Dataset records below:
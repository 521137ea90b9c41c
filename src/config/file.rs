//! Configuration file parsing.
//!
//! The file is a JSON object; a path with a `.toml` extension is read as
//! TOML with the same keys.

use std::path::Path;

use serde::Deserialize;
use serde_json::{Map, Value};

use super::ConfigError;

/// Contents of the configuration file.
///
/// All fields are optional so that any of them can come from the command
/// line instead. Values are kept raw and type-checked during validation,
/// so a wrongly typed field is reported alongside every other problem
/// instead of failing the whole parse.
#[derive(Debug, Default, Deserialize)]
#[serde(rename_all = "camelCase")]
pub struct ConfigFile {
    /// API credential
    pub service_key: Option<Value>,

    /// "header" or "query"
    pub auth_type: Option<Value>,

    /// Endpoint base URL
    pub endpoint: Option<Value>,

    /// Path segment appended to the endpoint
    pub service_name: Option<Value>,

    /// Retries after the initial attempt
    pub max_retries: Option<Value>,

    /// Delay before each retry in milliseconds
    pub delay: Option<Value>,

    /// Rows per page
    pub num_of_rows: Option<Value>,

    /// Page number
    pub page_no: Option<Value>,

    /// Pretty-print indent width
    pub pretty: Option<Value>,

    /// Unrecognized keys, forwarded as query parameters in file order
    #[serde(flatten)]
    pub extra: Map<String, Value>,
}

impl ConfigFile {
    /// Loads configuration from a file.
    ///
    /// # Errors
    ///
    /// Returns an error if the file cannot be read or parsed.
    pub fn load(path: &Path) -> Result<Self, ConfigError> {
        let content = std::fs::read_to_string(path).map_err(|e| ConfigError::FileRead {
            path: path.to_path_buf(),
            source: e,
        })?;

        let is_toml = path
            .extension()
            .is_some_and(|ext| ext.eq_ignore_ascii_case("toml"));

        if is_toml {
            Self::parse_toml(&content)
        } else {
            Self::parse_json(&content)
        }
    }

    /// Parses configuration from a JSON string.
    ///
    /// # Errors
    ///
    /// Returns an error if the JSON is invalid or not an object.
    pub fn parse_json(content: &str) -> Result<Self, ConfigError> {
        serde_json::from_str(content).map_err(ConfigError::from)
    }

    /// Parses configuration from a TOML string.
    ///
    /// # Errors
    ///
    /// Returns an error if the TOML is invalid.
    pub fn parse_toml(content: &str) -> Result<Self, ConfigError> {
        toml::from_str(content).map_err(ConfigError::from)
    }
}

/// Generates a configuration file template.
#[must_use]
pub fn default_config_template() -> String {
    r#"{
  "serviceKey": "YOUR_SERVICE_KEY",
  "authType": "query",
  "endpoint": "https://apis.data.go.kr/B552584/ArpltnInforInqireSvc",
  "serviceName": "getMsrstnAcctoRltmMesureDnsty",
  "maxRetries": 5,
  "delay": 1000,
  "numOfRows": 10,
  "pageNo": 1,
  "returnType": "json",
  "stationName": "종로구",
  "dataTerm": "DAILY"
}
"#
    .to_string()
}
End of Dataset records.
- [Assignment]: Find, please, how many lines in the data include the word "Returns", and put down that number only.

- [Answer]: 3